Очень плохая примета

Это лето только твоей улыбкой в галлюцинаторной маяте дрожало. Небо синело ясно, бесстыже, как изреченная истина, за которую к стеночке ставить впору. Листья тополей волновались всполохами ящеричной шкурки. Гошина кожа от загара желтела, в лице проступало что-то снуп-дожье. Нас накрывало.

Очередной долгий день на скамейке в парке Горького. Оккупировали лавку на нижней аллее, где всегда мокровато свежо, и поверху люди ходят. Перед носом – клумба, ухоженная, вся рядками, будто вырядилась и спрашивает: «Какова, ну?» – а все только молчат в ответ, никто даже не пожмет плечами. Гоша решил мне сыграть, и раз уж руки у него заняты гитарой, то по кивку подношу губную гармошку к его губам я. Нумер без репетиции, так что мой веселый дружок путает аккорды и слова, бестолковая серенада от балды, от сердца, не ради искусства. Он играет с пяток песен, и гитара отправляется спать в чехол. Зигги played guitar, Зигги Стардаст улетел. Кепочка козырьком назад, за ухом пахнет так, что с ума сойти. Свежий любимый пот. Прохожий косится, курьер на велике сворачивает шею. Гоша махнул ему: ехай, мол, нахуй. Колёса запутались в ходе вещей, курьер пропахал носом. Вскинулись, отряхнули, дали попить, той же водой умыться.

– На вас глядя и убиться можно.

– И убить. Убить тоже можно.

Я не помню, кто из нас это сказал. Но чего же нельзя. Мы болтали, держась за руки, глядя друг другу в глаза, гипнотизируя. Придумывали на ходу сюжет: бомжик несчастный запертый в склепе, что же он делает, где же берёт попить.

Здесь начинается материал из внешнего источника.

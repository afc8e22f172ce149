use thiserror::Error;

#[derive(Error, Debug)]
pub enum RealmsError {
    #[error("IO error: {0}")]
    Io(#[from] std::io::Error),

    #[error("Serialization error: {0}")]
    Serde(#[from] serde_json::Error),

    #[error("Config error: {0}")]
    Config(#[from] toml::de::Error),

    #[error("Could not determine data directory")]
    NoDataDir,

    #[error("Unsupported save version {found} (newest supported is {supported})")]
    UnsupportedVersion { found: u32, supported: u32 },

    #[error("Write rejected: {0}")]
    WriteRejected(String),
}

pub type Result<T> = std::result::Result<T, RealmsError>;
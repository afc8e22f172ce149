//! One play session of one level.
//!
//! Wraps an [`ActiveRound`] and guarantees a single terminal outcome: the
//! first win or loss closes the session, and only a win is forwarded to the
//! progression engine.

use super::{ActiveRound, RoundInput, RoundResult};
use crate::progression::{CompletionReport, GameType, Level, ProgressionEngine};
use crate::utils::persistence::ProgressStore;
use rand::Rng;

/// What a session reported when it finished.
#[derive(Debug, Clone, PartialEq, Eq)]
pub struct SessionReport {
    pub level_id: String,
    pub game_type: GameType,
    pub won: bool,
    /// Time the round ran, as supplied through `tick`.
    pub elapsed_ms: u64,
    /// Present only for wins the engine accepted.
    pub completion: Option<CompletionReport>,
}

#[derive(Debug, Clone)]
pub struct RoundSession {
    round: ActiveRound,
    outcome: Option<RoundResult>,
    reported: bool,
    elapsed_ms: u64,
}

impl RoundSession {
    pub fn start<R: Rng>(level: &Level, rng: &mut R) -> Self {
        Self {
            round: ActiveRound::setup(level, rng),
            outcome: None,
            reported: false,
            elapsed_ms: 0,
        }
    }

    pub fn round(&self) -> &ActiveRound {
        &self.round
    }

    pub fn outcome(&self) -> Option<RoundResult> {
        self.outcome
    }

    pub fn is_finished(&self) -> bool {
        self.outcome.is_some()
    }

    pub fn is_reported(&self) -> bool {
        self.reported
    }

    pub fn elapsed_ms(&self) -> u64 {
        self.elapsed_ms
    }

    /// Forward an input. Ignored once the session has an outcome.
    pub fn handle_input<R: Rng>(&mut self, input: RoundInput, rng: &mut R) -> bool {
        if self.is_finished() {
            return false;
        }
        let handled = self.round.handle_input(input, rng);
        self.latch_outcome();
        handled
    }

    pub fn tick<R: Rng>(&mut self, dt_ms: u64, rng: &mut R) -> bool {
        if self.is_finished() {
            return false;
        }
        self.elapsed_ms += dt_ms;
        let changed = self.round.tick(dt_ms, rng);
        self.latch_outcome();
        changed
    }

    /// Leave without finishing. Timers stop and nothing is reported.
    pub fn abandon(&mut self) {
        self.round.abandon();
    }

    fn latch_outcome(&mut self) {
        if self.outcome.is_none() {
            self.outcome = self.round.outcome();
        }
    }

    /// Report the outcome to `engine`, once. Wins complete the level with the
    /// game's reward; losses change nothing. Returns `None` while the round is
    /// still in play or after the outcome has already been reported.
    pub fn report<S: ProgressStore>(
        &mut self,
        engine: &mut ProgressionEngine<S>,
    ) -> Option<SessionReport> {
        let outcome = self.outcome?;
        if self.reported {
            return None;
        }
        self.reported = true;

        let game_type = self.round.game_type();
        let level_id = self.round.level_id().to_string();
        let completion = if outcome.won() {
            engine.complete_level(&level_id, game_type.reward_type())
        } else {
            tracing::debug!(level_id = %level_id, "Round lost");
            None
        };

        Some(SessionReport {
            level_id,
            game_type,
            won: outcome.won(),
            elapsed_ms: self.elapsed_ms,
            completion,
        })
    }
}
//! Tempo Shift Runner game logic: timers, obstacle movement, lane input.

use super::types::{Obstacle, RunnerClock, RunnerPhase, TempoRunnerGame};
use crate::core::constants::{
    COLLISION_BAND_HIGH, COLLISION_BAND_LOW, LANE_COUNT, PRUNE_LINE, RUNNER_MAX_FRAME_MS,
    SCORE_LINE, TRACK_STEP,
};
use rand::Rng;

/// Input actions for Tempo Runner (UI-agnostic).
#[derive(Debug, Clone, Copy, PartialEq, Eq)]
pub enum TempoRunnerInput {
    Start,
    SelectLane(u8),
    /// Stop the run and wait at the start line again.
    Reset,
}

pub fn process_input(game: &mut TempoRunnerGame, input: TempoRunnerInput) -> bool {
    match input {
        TempoRunnerInput::Start => start(game),
        TempoRunnerInput::SelectLane(lane) => select_lane(game, lane),
        TempoRunnerInput::Reset => reset(game),
    }
}

/// Start the run. Both timers begin together.
pub fn start(game: &mut TempoRunnerGame) -> bool {
    if game.phase != RunnerPhase::Idle {
        return false;
    }
    game.phase = RunnerPhase::Running(RunnerClock::new(game.beat_interval_ms));
    true
}

/// Move the player to `lane`. Takes effect immediately.
pub fn select_lane(game: &mut TempoRunnerGame, lane: u8) -> bool {
    if lane >= LANE_COUNT || lane == game.player_lane {
        return false;
    }
    if !matches!(game.phase, RunnerPhase::Idle | RunnerPhase::Running(_)) {
        return false;
    }
    game.player_lane = lane;
    true
}

/// Advance the run by `dt_ms` (clamped to one frame's worth).
///
/// Due timers fire in chronological order, the update timer first when both
/// fall on the same millisecond. Processing stops at the first tick that ends
/// the run. Returns true if any timer fired.
pub fn tick<R: Rng>(game: &mut TempoRunnerGame, dt_ms: u64, rng: &mut R) -> bool {
    let RunnerPhase::Running(mut clock) = game.phase else {
        return false;
    };

    let target = clock.elapsed_ms + dt_ms.min(RUNNER_MAX_FRAME_MS);
    let mut changed = false;

    loop {
        let fire_update = match (clock.update.is_due(target), clock.spawn.is_due(target)) {
            (false, false) => break,
            (true, false) => true,
            (false, true) => false,
            (true, true) => clock.update.next_due_ms <= clock.spawn.next_due_ms,
        };

        if fire_update {
            clock.elapsed_ms = clock.update.next_due_ms;
            clock.update.fire();
            step_update(game);
        } else {
            clock.elapsed_ms = clock.spawn.next_due_ms;
            clock.spawn.fire();
            step_spawn(game, rng);
        }
        changed = true;

        if !game.is_running() {
            return true;
        }
    }

    clock.elapsed_ms = target;
    game.phase = RunnerPhase::Running(clock);
    changed
}

/// One update tick: move every obstacle, then check collision, score and prune.
pub fn step_update(game: &mut TempoRunnerGame) {
    if !game.is_running() {
        return;
    }

    for obstacle in &mut game.obstacles {
        obstacle.progress += TRACK_STEP;
    }

    let lane = game.player_lane;
    if game
        .obstacles
        .iter()
        .any(|o| o.lane == lane && in_collision_band(o.progress))
    {
        game.phase = RunnerPhase::Lost;
        return;
    }

    for obstacle in &mut game.obstacles {
        if obstacle.progress > SCORE_LINE && !obstacle.scored {
            obstacle.scored = true;
            game.score += 1;
        }
    }

    game.obstacles.retain(|o| o.progress <= PRUNE_LINE);
}

/// One spawn tick: drop an obstacle in a random lane, then check for the win.
///
/// Only the update tick moves obstacles and detects collisions; a spawn tick
/// leaves every existing obstacle where it is.
pub fn step_spawn<R: Rng>(game: &mut TempoRunnerGame, rng: &mut R) {
    if !game.is_running() {
        return;
    }

    let lane = rng.gen_range(0..LANE_COUNT);
    spawn_obstacle(game, lane);

    if game.score >= game.target_score {
        game.phase = RunnerPhase::Won;
    }
}

/// Place a new obstacle at the start of `lane`.
pub fn spawn_obstacle(game: &mut TempoRunnerGame, lane: u8) {
    game.obstacles.push(Obstacle {
        id: game.next_obstacle_id,
        lane,
        progress: 0,
        scored: false,
    });
    game.next_obstacle_id += 1;
    game.spawned += 1;
}

/// Strictly between the band edges.
pub fn in_collision_band(progress: u32) -> bool {
    progress > COLLISION_BAND_LOW && progress < COLLISION_BAND_HIGH
}

/// No obstacle in `lane` is inside the collision band or within `lookahead`
/// hundredths of entering it.
pub fn lane_is_clear(game: &TempoRunnerGame, lane: u8, lookahead: u32) -> bool {
    let from = COLLISION_BAND_LOW.saturating_sub(lookahead);
    !game
        .obstacles_in_lane(lane)
        .any(|o| o.progress > from && o.progress < COLLISION_BAND_HIGH)
}

/// Drop the run and go back to waiting. Timers are released with the
/// running phase.
pub fn reset(game: &mut TempoRunnerGame) -> bool {
    if game.phase == RunnerPhase::Abandoned {
        return false;
    }
    *game = TempoRunnerGame::setup(game.level_id.clone(), game.difficulty, game.level_number);
    true
}

pub fn abandon(game: &mut TempoRunnerGame) {
    if game.outcome().is_none() {
        game.phase = RunnerPhase::Abandoned;
    }
}
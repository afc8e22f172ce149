//! Games, difficulties and level records.

use super::rewards::RewardType;
use serde::{Deserialize, Serialize};

/// The three games in the collection.
#[derive(Debug, Clone, Copy, PartialEq, Eq, Hash, Serialize, Deserialize)]
pub enum GameType {
    #[serde(rename = "Pulse Grid Path")]
    PulseGridPath,
    #[serde(rename = "Tempo Shift Runner")]
    TempoShiftRunner,
    #[serde(rename = "Shape Echo Fusion")]
    ShapeEchoFusion,
}

impl GameType {
    pub const ALL: [GameType; 3] = [
        GameType::PulseGridPath,
        GameType::TempoShiftRunner,
        GameType::ShapeEchoFusion,
    ];

    /// Key used as the first segment of level ids.
    pub fn key(&self) -> &'static str {
        match self {
            Self::PulseGridPath => "pulseGridPath",
            Self::TempoShiftRunner => "tempoShiftRunner",
            Self::ShapeEchoFusion => "shapeEchoFusion",
        }
    }

    pub fn name(&self) -> &'static str {
        match self {
            Self::PulseGridPath => "Pulse Grid Path",
            Self::TempoShiftRunner => "Tempo Shift Runner",
            Self::ShapeEchoFusion => "Shape Echo Fusion",
        }
    }

    pub fn description(&self) -> &'static str {
        match self {
            Self::PulseGridPath => "Navigate the neon grid by discovering the correct path pattern",
            Self::TempoShiftRunner => "Shift lanes with perfect timing to avoid obstacles",
            Self::ShapeEchoFusion => "Recall and repeat sequences of glowing shapes",
        }
    }

    /// Levels per difficulty tier.
    pub fn levels_per_difficulty(&self) -> u32 {
        match self {
            Self::PulseGridPath => 4,
            Self::TempoShiftRunner => 5,
            Self::ShapeEchoFusion => 6,
        }
    }

    pub fn total_levels(&self) -> u32 {
        self.levels_per_difficulty() * Difficulty::ALL.len() as u32
    }

    /// Reward paid out when a level of this game is won.
    pub fn reward_type(&self) -> RewardType {
        match self {
            Self::PulseGridPath => RewardType::ShardsOfInsight,
            Self::TempoShiftRunner => RewardType::FlowRibbons,
            Self::ShapeEchoFusion => RewardType::RealmEchoes,
        }
    }
}

/// Difficulty tiers. Declaration order is severity order.
#[derive(Debug, Clone, Copy, PartialEq, Eq, Hash, PartialOrd, Ord, Serialize, Deserialize)]
pub enum Difficulty {
    Easy,
    Medium,
    Hard,
}

impl Difficulty {
    pub const ALL: [Difficulty; 3] = [Difficulty::Easy, Difficulty::Medium, Difficulty::Hard];

    /// Stored name; also the middle segment of level ids.
    pub fn name(&self) -> &'static str {
        match self {
            Self::Easy => "Easy",
            Self::Medium => "Medium",
            Self::Hard => "Hard",
        }
    }

    pub fn from_name(name: &str) -> Option<Self> {
        Self::ALL.iter().copied().find(|d| d.name() == name)
    }

    pub fn rank(&self) -> u8 {
        match self {
            Self::Easy => 0,
            Self::Medium => 1,
            Self::Hard => 2,
        }
    }

    pub fn reward_amount(&self) -> u32 {
        match self {
            Self::Easy => 1,
            Self::Medium => 2,
            Self::Hard => 3,
        }
    }

    /// The tier whose first level opens once this tier is fully completed.
    pub fn next(&self) -> Option<Self> {
        match self {
            Self::Easy => Some(Self::Medium),
            Self::Medium => Some(Self::Hard),
            Self::Hard => None,
        }
    }
}

/// Build the string id for a (game, difficulty, level number) triple.
pub fn level_id(game_type: GameType, difficulty: Difficulty, level_number: u32) -> String {
    format!("{}_{}_{}", game_type.key(), difficulty.name(), level_number)
}

/// One playable level.
#[derive(Debug, Clone, PartialEq, Eq, Serialize, Deserialize)]
#[serde(rename_all = "camelCase")]
pub struct Level {
    pub id: String,
    pub game_type: GameType,
    pub difficulty: Difficulty,
    pub level_number: u32,
    #[serde(default)]
    pub is_completed: bool,
    #[serde(default)]
    pub is_unlocked: bool,
}

impl Level {
    /// A fresh level. Only the first easy level of a game starts unlocked.
    pub fn new(game_type: GameType, difficulty: Difficulty, level_number: u32) -> Self {
        Self {
            id: level_id(game_type, difficulty, level_number),
            game_type,
            difficulty,
            level_number,
            is_completed: false,
            is_unlocked: difficulty == Difficulty::Easy && level_number == 1,
        }
    }

    pub fn reward_amount(&self) -> u32 {
        self.difficulty.reward_amount()
    }

    pub fn is_in_group(&self, game_type: GameType, difficulty: Difficulty) -> bool {
        self.game_type == game_type && self.difficulty == difficulty
    }
}
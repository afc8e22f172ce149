//! Shape Echo Fusion minigame.
//!
//! A sequence of shapes plays back once the player asks for it, then the
//! player echoes it shape by shape. The first wrong shape ends the round.

pub mod logic;
pub mod types;

pub use logic::*;
pub use types::*;
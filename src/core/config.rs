//! Runtime configuration, loaded from TOML.
//!
//! Every field has a default, so an empty file (or no file) is a valid config.

use super::error::Result;
use serde::{Deserialize, Serialize};
use std::fs;
use std::path::{Path, PathBuf};

/// How the "highest difficulty reached" watermark compares difficulties.
#[derive(Debug, Clone, Copy, Default, PartialEq, Eq, Serialize, Deserialize)]
#[serde(rename_all = "snake_case")]
pub enum WatermarkOrdering {
    /// Compare the stored difficulty names as strings ("Easy" < "Hard" < "Medium").
    /// Matches saves written by earlier releases.
    #[default]
    Lexical,
    /// Compare by severity rank (Easy < Medium < Hard).
    Severity,
}

/// Whether completing an already-completed level pays out again.
#[derive(Debug, Clone, Copy, Default, PartialEq, Eq, Serialize, Deserialize)]
#[serde(rename_all = "snake_case")]
pub enum RepeatCompletion {
    #[default]
    Reward,
    NoReward,
}

#[derive(Debug, Clone, Copy, Default, PartialEq, Eq, Serialize, Deserialize)]
#[serde(default)]
pub struct ProgressionConfig {
    pub watermark_ordering: WatermarkOrdering,
    pub repeat_completion: RepeatCompletion,
}

/// Top-level configuration.
#[derive(Debug, Clone, Default, PartialEq, Eq, Serialize, Deserialize)]
#[serde(default)]
pub struct RealmsConfig {
    /// Directory for the progress file. `None` uses the platform data dir.
    pub save_dir: Option<PathBuf>,
    pub progression: ProgressionConfig,
}

impl RealmsConfig {
    pub fn from_toml_str(content: &str) -> Result<Self> {
        Ok(toml::from_str(content)?)
    }

    /// Load config from a TOML file.
    pub fn load(path: &Path) -> Result<Self> {
        let content = fs::read_to_string(path)?;
        Self::from_toml_str(&content)
    }
}

#[cfg(test)]
mod tests {
    use super::*;

    #[test]
    fn test_empty_config_uses_defaults() {
        let config = RealmsConfig::from_toml_str("").unwrap();
        assert_eq!(config, RealmsConfig::default());
        assert_eq!(
            config.progression.watermark_ordering,
            WatermarkOrdering::Lexical
        );
        assert_eq!(config.progression.repeat_completion, RepeatCompletion::Reward);
        assert!(config.save_dir.is_none());
    }

    #[test]
    fn test_full_config_parses() {
        let config = RealmsConfig::from_toml_str(
            r#"
            save_dir = "/tmp/realms"

            [progression]
            watermark_ordering = "severity"
            repeat_completion = "no_reward"
            "#,
        )
        .unwrap();

        assert_eq!(config.save_dir, Some(PathBuf::from("/tmp/realms")));
        assert_eq!(
            config.progression.watermark_ordering,
            WatermarkOrdering::Severity
        );
        assert_eq!(
            config.progression.repeat_completion,
            RepeatCompletion::NoReward
        );
    }

    #[test]
    fn test_partial_progression_table() {
        let config = RealmsConfig::from_toml_str(
            r#"
            [progression]
            watermark_ordering = "severity"
            "#,
        )
        .unwrap();
        assert_eq!(config.progression.repeat_completion, RepeatCompletion::Reward);
    }

    #[test]
    fn test_unknown_ordering_is_an_error() {
        let result = RealmsConfig::from_toml_str(
            r#"
            [progression]
            watermark_ordering = "alphabetical"
            "#,
        );
        assert!(result.is_err());
    }
}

– Слизывает конденсат, должно быть.

– Выходит, целует склеп.

– Как я тебя, как я тебя, как…

Какая разница, где чья реплика. Ноги сплелись, руки сплелись, судьбы сплелись. Кончики языков касались.

– Ой! Это же птица. Фу.

Нащупала в сумочке влажные салфетки, протянула Гоше. Обтерся, почистился. Загрустил. Лицо будто охнуло вниз.

– Печалька моя, ну что ты?

– Мы ведь с тобой ненадолго, да?

– С чего ты взял?

– На меня так однажды нагадила птица во время поцелуя. Через неделю расстались!

Я рассмеялась. Целовала и целовала дурынду – в глаза, брови, щёки, нос. И всё навсегда поняла. Вслух сказала, что насравшая птичка – это к деньгам. Гоша отвлекся и хохотнул: какие там деньги.

Место для инвалидов

Город наш – в шахматном поле парковок. На самых удобных квадратах на Шаумяна вычерчен человек на колесах. Все автомобилисты на колесах, но некоторые колесней. Как они жмут на педали, интересно?

– Ха-ха, место для инвалидов, можем припарковаться.

У Гоши нет машины, а вот инвалидность вполне себе есть. Мне как-то неловко ржать вместе с ним, и каждая его такая шуточка сопровождается моим тычком в бок. А чего не шутить, если правда. Ему и пенсию платят, это тоже повод для хаханек.

– Ну и как тебе с пенсионером?

– Очень замечательно.

– А с инвалидом?

– Еще лучше!

Всё это смешно до усрачки обоим, потому что до одури грустно. Но печалиться некогда, если ты рядом.